Le fruit de cette semaine de travail en huis-clos était présenté à Angoulême, pages et cases affichées aux murs d'une exposition. Des rencontres, des visites, des ateliers, et un petit livre édité pour l'occasion, pour restituer cette expérimentation qui a pour vocation d'explorer des chemins de traverse en BD.
PFC #6 c'est la BD de demain ?
La question restera sans réponse. Et c'est tant mieux. "Je suis certain qu'on en est qu'au début, à l'aurore de ce que peut donner la bande dessinée. La bande dessinée est un art qui est supérieur à la littérature ou à la peinture. C'est une discipline qui tire vers le haut, un truc en mouvement, qui fait appel à différents niveaux cérébraux. Un auteur de bande dessinée doit maîtriser le texte, être un écrivain, mais aussi le dessin, et la séquence, et il doit aussi savoir se projeter dans le livre d'une autre manière que l'écrivain de littérature, qui déroule son texte comme un ruban, sans avoir à penser à la forme que son texte prendra dans le livre ", souligne-t-il."Et il y a cette grammaire de la bande dessinée, qui lui est propre, comme les éléments pour décrire le mouvement par exemple; on se rend compte lors de ces résidences Pierre Feuille Ciseaux, que les codes sont communs à tous les auteurs du monde entier", se réjouit-il.
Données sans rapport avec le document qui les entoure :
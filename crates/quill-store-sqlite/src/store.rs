//! [`SqliteStore`] — the SQLite implementation of [`EntryStore`].

use std::path::Path;

use chrono::Utc;
use rusqlite::OptionalExtension as _;
use uuid::Uuid;

use quill_core::{
  entry::{Entry, NewEntry, PrincipalId},
  policy,
  store::{EntryStore, StoreError},
};

use crate::{
  Result,
  encode::{RawEntry, encode_dt, encode_uuid},
  schema::SCHEMA,
};

// ─── Store ───────────────────────────────────────────────────────────────────

/// A journal entry store backed by a single SQLite file.
///
/// Cloning is cheap — the inner connection is reference-counted.
#[derive(Clone)]
pub struct SqliteStore {
  conn: tokio_rusqlite::Connection,
}

impl SqliteStore {
  /// Open (or create) a store at `path` and run schema initialisation.
  pub async fn open(path: impl AsRef<Path>) -> Result<Self> {
    let conn = tokio_rusqlite::Connection::open(path).await?;
    let store = Self { conn };
    store.init_schema().await?;
    Ok(store)
  }

  /// Open an in-memory store — useful for testing.
  pub async fn open_in_memory() -> Result<Self> {
    let conn = tokio_rusqlite::Connection::open_in_memory().await?;
    let store = Self { conn };
    store.init_schema().await?;
    Ok(store)
  }

  async fn init_schema(&self) -> Result<()> {
    self
      .conn
      .call(|conn| {
        conn.execute_batch(SCHEMA)?;
        Ok(())
      })
      .await?;
    Ok(())
  }

  /// Look up the owner of an entry. `None` when the row does not exist.
  async fn entry_owner(&self, entry_id: Uuid) -> Result<Option<PrincipalId>> {
    let id_str = encode_uuid(entry_id);

    let owner: Option<String> = self
      .conn
      .call(move |conn| {
        Ok(
          conn
            .query_row(
              "SELECT owner_id FROM entries WHERE entry_id = ?1",
              rusqlite::params![id_str],
              |r| r.get(0),
            )
            .optional()?,
        )
      })
      .await?;

    Ok(owner.map(PrincipalId::new))
  }

  #[cfg(test)]
  pub(crate) fn raw_conn(&self) -> &tokio_rusqlite::Connection { &self.conn }
}

// ─── EntryStore impl ─────────────────────────────────────────────────────────

impl EntryStore for SqliteStore {
  async fn create(
    &self,
    principal: &PrincipalId,
    input: NewEntry,
  ) -> Result<Entry, StoreError> {
    if !policy::owner_only(principal, &input.owner_id).is_allowed() {
      return Err(StoreError::PermissionDenied {
        principal: principal.clone(),
      });
    }

    let entry = Entry {
      entry_id:   Uuid::new_v4(),
      owner_id:   input.owner_id,
      content:    input.content,
      // Write-time store clock, never the client's.
      created_at: Utc::now(),
    };

    let id_str    = encode_uuid(entry.entry_id);
    let owner_str = entry.owner_id.as_str().to_owned();
    let content   = entry.content.clone();
    let at_str    = encode_dt(entry.created_at);

    self
      .conn
      .call(move |conn| {
        conn.execute(
          "INSERT INTO entries (entry_id, owner_id, content, created_at)
           VALUES (?1, ?2, ?3, ?4)",
          rusqlite::params![id_str, owner_str, content, at_str],
        )?;
        Ok(())
      })
      .await
      .map_err(StoreError::write)?;

    Ok(entry)
  }

  async fn list_by_owner(
    &self,
    principal: &PrincipalId,
  ) -> Result<Vec<Entry>, StoreError> {
    let owner_str = principal.as_str().to_owned();

    let raws: Vec<RawEntry> = self
      .conn
      .call(move |conn| {
        let mut stmt = conn.prepare(
          "SELECT entry_id, owner_id, content, created_at
           FROM entries
           WHERE owner_id = ?1
           ORDER BY created_at DESC, entry_id DESC",
        )?;
        let rows = stmt
          .query_map(rusqlite::params![owner_str], |row| {
            Ok(RawEntry {
              entry_id:   row.get(0)?,
              owner_id:   row.get(1)?,
              content:    row.get(2)?,
              created_at: row.get(3)?,
            })
          })?
          .collect::<rusqlite::Result<Vec<_>>>()?;
        Ok(rows)
      })
      .await
      .map_err(StoreError::query)?;

    // The WHERE clause above is the convenience filter; the policy predicate
    // is the authoritative check on every row.
    let mut entries = Vec::with_capacity(raws.len());
    for raw in raws {
      let entry = raw.into_entry().map_err(StoreError::query)?;
      if policy::owner_only(principal, &entry.owner_id).is_allowed() {
        entries.push(entry);
      }
    }
    Ok(entries)
  }

  async fn delete(
    &self,
    principal: &PrincipalId,
    entry_id: Uuid,
  ) -> Result<(), StoreError> {
    let owner = self
      .entry_owner(entry_id)
      .await
      .map_err(StoreError::delete)?
      .ok_or(StoreError::EntryNotFound(entry_id))?;

    if !policy::owner_only(principal, &owner).is_allowed() {
      return Err(StoreError::PermissionDenied {
        principal: principal.clone(),
      });
    }

    let id_str = encode_uuid(entry_id);
    self
      .conn
      .call(move |conn| {
        conn.execute(
          "DELETE FROM entries WHERE entry_id = ?1",
          rusqlite::params![id_str],
        )?;
        Ok(())
      })
      .await
      .map_err(StoreError::delete)?;

    Ok(())
  }
}
//! Quill server binary.
//!
//! Reads `config.toml` (or the path specified with `--config`), opens an
//! in-process SQLite store, and serves the journal API over HTTP.
//!
//! # Token provisioning
//!
//! Configuration holds SHA-256 digests of bearer tokens, never the tokens
//! themselves. To print the digest for a token entered on stdin:
//!
//! ```
//! cargo run -p quill-http --bin server -- --hash-token
//! ```

use std::{
  path::{Path, PathBuf},
  sync::Arc,
};

use anyhow::Context as _;
use clap::Parser;
use quill_http::{
  AppState, ServerConfig,
  auth::{StaticTokenProvider, token_digest},
};
use quill_store_sqlite::SqliteStore;
use tokio::net::TcpListener;
use tracing::level_filters::LevelFilter;
use tracing_subscriber::EnvFilter;

#[derive(Parser)]
#[command(author, version, about = "Quill journal server")]
struct Cli {
  /// Path to the TOML configuration file.
  #[arg(short, long, default_value = "config.toml")]
  config: PathBuf,

  /// Print the SHA-256 digest for a token entered on stdin and exit.
  #[arg(long)]
  hash_token: bool,
}

#[tokio::main]
async fn main() -> anyhow::Result<()> {
  // Initialise tracing.
  tracing_subscriber::fmt()
    .with_env_filter(
      EnvFilter::builder()
        .with_default_directive(LevelFilter::INFO.into())
        .from_env_lossy(),
    )
    .init();

  let cli = Cli::parse();

  // Helper mode: digest a token and exit.
  if cli.hash_token {
    let token = read_token_from_stdin()?;
    println!("{}", token_digest(&token));
    return Ok(());
  }

  // Load configuration.
  let settings = config::Config::builder()
    .add_source(config::File::from(cli.config).required(false))
    .add_source(config::Environment::with_prefix("QUILL"))
    .build()
    .context("failed to read config file")?;

  let server_cfg: ServerConfig = settings
    .try_deserialize()
    .context("failed to deserialise ServerConfig")?;

  // Expand `~` in store path.
  let store_path = expand_tilde(&server_cfg.store_path);

  // Open SQLite store.
  let store = SqliteStore::open(&store_path)
    .await
    .with_context(|| format!("failed to open store at {store_path:?}"))?;

  // Build application state.
  let state = AppState {
    store: Arc::new(store),
    idp:   Arc::new(StaticTokenProvider::from_config(&server_cfg.principals)),
  };

  let app = quill_http::router(state);
  let address = format!("{}:{}", server_cfg.host, server_cfg.port);

  tracing::info!("Listening on http://{address}");
  let listener = TcpListener::bind(&address)
    .await
    .with_context(|| format!("failed to bind {address}"))?;

  axum::serve(listener, app).await.context("server error")?;

  Ok(())
}

/// Read a token from stdin.
fn read_token_from_stdin() -> anyhow::Result<String> {
  use std::io::{self, BufRead, Write};
  let stdin = io::stdin();
  print!("Token: ");
  io::stdout().flush().ok();
  let mut line = String::new();
  stdin.lock().read_line(&mut line)?;
  Ok(
    line
      .trim_end_matches('\n')
      .trim_end_matches('\r')
      .to_string(),
  )
}

/// Expand a leading `~` to the user's home directory.
fn expand_tilde(path: &Path) -> PathBuf {
  let s = path.to_string_lossy();
  if let Some(rest) = s.strip_prefix("~/")
    && let Ok(home) = std::env::var("HOME")
  {
    return PathBuf::from(home).join(rest);
  }
  path.to_path_buf()
}
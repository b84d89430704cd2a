//! The `EntryStore` trait and its error taxonomy.
//!
//! The trait is implemented by storage backends (e.g. `quill-store-sqlite`).
//! Higher layers (`quill-http`, [`Journal`](crate::journal::Journal)) depend
//! on this abstraction, not on any concrete backend.
//!
//! Every operation carries the requesting principal so the backend can
//! evaluate [`policy::owner_only`](crate::policy::owner_only) at the store
//! boundary. The owner filter inside a backend's query is a convenience
//! filter; the policy predicate is the authoritative check.

use std::future::Future;

use thiserror::Error;
use uuid::Uuid;

use crate::entry::{Entry, NewEntry, PrincipalId};

// ─── Error taxonomy ──────────────────────────────────────────────────────────

type Source = Box<dyn std::error::Error + Send + Sync>;

/// Failures a store backend can report.
///
/// `Write`/`Query`/`Delete` are thin wrappers over the backend's own error;
/// network, quota, and I/O causes are deliberately conflated. Policy
/// denials and missing delete targets are distinct kinds so callers can
/// report them precisely.
#[derive(Debug, Error)]
pub enum StoreError {
  /// A create failed. No partial state remains: a single-record write is
  /// atomic at the store level.
  #[error("write failed: {source}")]
  Write { source: Source },

  /// A list failed. Callers must leave already-rendered state unchanged.
  #[error("query failed: {source}")]
  Query { source: Source },

  /// A delete failed for a transient reason; the target entry remains.
  #[error("delete failed: {source}")]
  Delete { source: Source },

  /// The store policy denied the operation.
  #[error("store policy denied access for principal {principal}")]
  PermissionDenied { principal: PrincipalId },

  /// The delete target does not exist.
  #[error("entry not found: {0}")]
  EntryNotFound(Uuid),
}

impl StoreError {
  pub fn write(source: impl Into<Source>) -> Self {
    Self::Write { source: source.into() }
  }

  pub fn query(source: impl Into<Source>) -> Self {
    Self::Query { source: source.into() }
  }

  pub fn delete(source: impl Into<Source>) -> Self {
    Self::Delete { source: source.into() }
  }
}

// ─── Trait ───────────────────────────────────────────────────────────────────

/// Abstraction over a journal entry store backend.
///
/// Entries are create-or-delete only; no update operation exists, by
/// design. Each method is a single independent request/response exchange —
/// there is no transaction or subscription surface.
///
/// All methods return `Send` futures so the trait can be used in
/// multi-threaded async runtimes (e.g. tokio with `axum`).
pub trait EntryStore: Send + Sync {
  /// Persist a new entry for `principal`.
  ///
  /// The store assigns `entry_id` and captures `created_at` from its own
  /// clock at write time (client clocks would reintroduce skew-ordering
  /// bugs). Denied unless `principal` equals the entry's owner.
  fn create<'a>(
    &'a self,
    principal: &'a PrincipalId,
    input: NewEntry,
  ) -> impl Future<Output = Result<Entry, StoreError>> + Send + 'a;

  /// All of `principal`'s entries, ordered by `created_at` descending
  /// (ties broken by `entry_id` for determinism).
  ///
  /// An owner with no entries gets an empty vec, not an error. The result
  /// is finite and materialised at call time — not a live subscription.
  fn list_by_owner<'a>(
    &'a self,
    principal: &'a PrincipalId,
  ) -> impl Future<Output = Result<Vec<Entry>, StoreError>> + Send + 'a;

  /// Remove the entry with `entry_id`.
  ///
  /// The store loads the record's owner and evaluates the policy; a
  /// non-owner gets [`StoreError::PermissionDenied`] and the row survives.
  fn delete<'a>(
    &'a self,
    principal: &'a PrincipalId,
    entry_id: Uuid,
  ) -> impl Future<Output = Result<(), StoreError>> + Send + 'a;
}
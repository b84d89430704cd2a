//! Core types and trait definitions for the Quill journal.
//!
//! This crate is deliberately free of HTTP and database dependencies.
//! All other crates depend on it; it depends on nothing proprietary.

pub mod entry;
pub mod error;
pub mod journal;
pub mod policy;
pub mod refresh;
pub mod session;
pub mod store;

pub use error::{Error, Result};
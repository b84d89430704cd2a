//! Explicit authentication state.
//!
//! Rather than an ambient process-wide "current user", the session is a
//! value threaded to every call site that needs an identity. A session
//! starts `Unresolved` until the identity provider reports, then settles
//! into `Anonymous` or `Authenticated`.

use crate::{Error, Result, entry::Principal};

/// The three states a sign-in flow can be in.
#[derive(Debug, Clone, Default)]
pub enum AuthState {
  /// The identity provider has not reported yet.
  #[default]
  Unresolved,
  /// Resolved: nobody is signed in.
  Anonymous,
  /// Resolved: `Principal` is signed in.
  Authenticated(Principal),
}

/// A resolved-or-pending authentication context.
#[derive(Debug, Clone, Default)]
pub struct Session {
  state: AuthState,
}

impl Session {
  pub fn new(state: AuthState) -> Self { Self { state } }

  pub fn authenticated(principal: Principal) -> Self {
    Self::new(AuthState::Authenticated(principal))
  }

  pub fn state(&self) -> &AuthState { &self.state }

  /// Record a sign-in/sign-out transition reported by the identity provider.
  pub fn resolve(&mut self, state: AuthState) { self.state = state; }

  /// The signed-in principal, or why there is none.
  pub fn principal(&self) -> Result<&Principal> {
    match &self.state {
      AuthState::Authenticated(p) => Ok(p),
      AuthState::Anonymous => Err(Error::NotAuthenticated),
      AuthState::Unresolved => Err(Error::AuthPending),
    }
  }
}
"La BD c'est quelque chose de très fort aussi pour cette raison. Les liens avec cet art sont tissés dans l'enfance. J'ai adoré l'exercice proposé par Simon Roussin sur les Schtroumpfs. Je me suis plongé dedans avec la joie des enfants. La BD est un langage, une grammaire que l'on acquiert dans l'enfance. C'est un élixir de jouvence. Quand on tombe dans la BD en étant enfant, alors on reste un enfant toute sa vie !", s'amuse Jean-Christophe Menu.
"Pendant des résidences PFC, on est entre nous, avec une volonté d'aller loin dans la narration, d'expérimenter ce quoi marche, ce qui ne marche pas en bande dessinée, et puis à la fin, on assume d'être resté l'enfant lecteur, amateur de BD que l'on était", conclut Jean-Christophe Menu.